Ни Боборыкин, ни Толстой, разумеется, не знали (и не могли знать), что за тридцать лет до того, а именно в 1836 году, слово «интеллигенция» употребил в своем дневнике Жуковский. Он описывал очередной питерский пожар: сгорело несколько сот человек, а через три часа в доме рядом с пепелищем устроили бал, и танцевали, и смеялись, и бесились до трех часов ночи, как будто ничего не случилось. Так вот, эту бесящуюся публику Василий Андреевич описал так: «кареты, наполненные лучшим петербургским дворянством, тем, которое у нас представляет всю русскую европейскую интеллигенцию».

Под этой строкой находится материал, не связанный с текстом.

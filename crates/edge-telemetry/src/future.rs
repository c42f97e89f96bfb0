//! Future that drives the handler and emits telemetry when it completes.

use crate::compose::PendingTelemetry;
use crate::lifetime::Lifetime;
use crate::outcome::InvocationOutcome;
use crate::payload::{TelemetryPayload, duration_millis};
use crate::service::Settings;
use pin_project::pin_project;
use std::fmt::Display;
use std::future::Future;
use std::pin::Pin;
use std::sync::Arc;
use std::task::{Context, Poll, ready};
use tracing::Span;

/// Future that wraps an instrumented handler.
///
/// This future:
/// 1. Polls the handler inside the invocation span
/// 2. Measures total duration as soon as the handler settles
/// 3. On success, composes the payload and hands it to the emitter
/// 4. Returns the handler's result unchanged
///
/// Emission is registered with the invocation's [`Lifetime`] and is never
/// awaited here, so the result is returned without waiting on telemetry
/// delivery. Handler errors pass through untouched and produce no payload.
#[pin_project]
pub struct TelemetryFuture<F> {
    #[pin]
    inner: F,
    span: Span,
    pending: Option<PendingTelemetry>,
    lifetime: Lifetime,
    settings: Arc<Settings>,
}

impl<F> TelemetryFuture<F> {
    pub(crate) fn new(
        inner: F,
        span: Span,
        pending: PendingTelemetry,
        lifetime: Lifetime,
        settings: Arc<Settings>,
    ) -> Self {
        Self {
            inner,
            span,
            pending: Some(pending),
            lifetime,
            settings,
        }
    }
}

impl<F, T, E> Future for TelemetryFuture<F>
where
    F: Future<Output = Result<T, E>>,
    T: InvocationOutcome,
    E: Display,
{
    type Output = Result<T, E>;

    fn poll(self: Pin<&mut Self>, cx: &mut Context<'_>) -> Poll<Self::Output> {
        let this = self.project();
        let _guard = this.span.enter();

        let result = ready!(this.inner.poll(cx));

        let Some(pending) = this.pending.take() else {
            return Poll::Ready(result);
        };
        let duration = pending.elapsed();
        this.span.record("duration_ms", duration_millis(duration));

        match &result {
            Ok(outcome) => {
                if let Some(status) = outcome.status() {
                    this.span.record("status", status);
                }
                let payload = pending.compose(outcome, duration);
                emit(this.settings, this.lifetime, payload);
            }
            Err(err) => {
                tracing::warn!(
                    target: "edge_telemetry",
                    error = %err,
                    "Handler failed; no telemetry payload emitted"
                );
            }
        }

        Poll::Ready(result)
    }
}

fn emit(settings: &Settings, lifetime: &Lifetime, payload: TelemetryPayload) {
    if !settings.emit_enabled {
        tracing::trace!(target: "edge_telemetry", "Emission disabled; payload dropped");
        return;
    }

    match settings.emit_timeout {
        Some(timeout) => settings.emitter.emit(payload, &lifetime.with_timeout(timeout)),
        None => settings.emitter.emit(payload, lifetime),
    }
}
//! Error types for the edge telemetry middleware.

use thiserror::Error;

/// Boxed error produced by transports and registered services.
pub type BoxError = tower::BoxError;

/// A specialised Result type for crate-level operations.
pub type Result<T> = std::result::Result<T, Error>;

/// Crate-level errors.
#[non_exhaustive]
#[derive(Debug, Error)]
pub enum Error {
    /// Configuration could not be loaded.
    #[error("configuration error")]
    Config(#[source] Box<figment::Error>),
}

impl From<figment::Error> for Error {
    fn from(err: figment::Error) -> Self {
        Error::Config(Box::new(err))
    }
}

/// Failure of an outbound call made through the invocation's `fetch`.
///
/// The original transport error is kept as the [`source`](std::error::Error::source)
/// so handlers can inspect or downcast it.
#[non_exhaustive]
#[derive(Debug, Error)]
pub enum FetchError {
    /// The transport or the routed service rejected the call.
    #[error("{source}")]
    Transport {
        #[source]
        source: BoxError,
    },

    /// The call named a service that is not in the registry.
    #[error("no service registered under name `{0}`")]
    UnknownService(String),
}

impl FetchError {
    /// Consumes the error, returning the transport's original error if any.
    pub fn into_transport_error(self) -> Option<BoxError> {
        match self {
            FetchError::Transport { source } => Some(source),
            FetchError::UnknownService(_) => None,
        }
    }
}

impl From<BoxError> for FetchError {
    fn from(source: BoxError) -> Self {
        FetchError::Transport { source }
    }
}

Запись Жуковского была обнародована лишь недавно, в 1994 году, томским ученым А. Янушкевичем.
Историк Сигурд Шмидт комментирует текст Жуковского так: скорее всего поэт услышал слово «интеллигенция» от Александра Тургенева, а тот привез его из Парижа, а в Париже как раз в то время Бальзак «возымел идею организовать партию интеллектуалов с печатными органами», где он мог бы публиковаться. Эту партию Бальзак предполагал, как пишет С. Шмидт, назвать «партией интеллигентов», что засвидетельствовано в письме классика к Эвелине Ганской от 23 августа 1835 года.
Об этом письме Александр Тургенев знал, я думаю, не больше, чем Боборыкин о дневнике Жуковского. Однако примем во внимание, что в частных текстах фиксируется обычно то, что уже имеет хождение в частной жизни. И Сигурд Шмидт с полным основанием делает вывод, что в 1830-е годы (до есть за 30 лет до Боборыкина) слово «интеллигенция» могло залететь к нам не только из немецких философских словарей, но и из новейшей французской публицистики. В самой Франции оно, правда, не прижилось, там предпочли слово «интеллектуалы». У нас же именно «интеллигенцию» подхватили и, возможно, до Жуковского, не говоря уже о Боборыкине. Толстой-то ведь не потому вставил это слово в «допожарные» сцены «Войны и мира», что его Боборыкин вразумил; Боборыкин, возможно, слово напомнил, но наверное, оно пало у Толстого не на пустое место: что-то отозвалось в памяти.
На этом выявленный путь «интеллигенции» в Россию обрывается, и ниточка связей уходит в туман.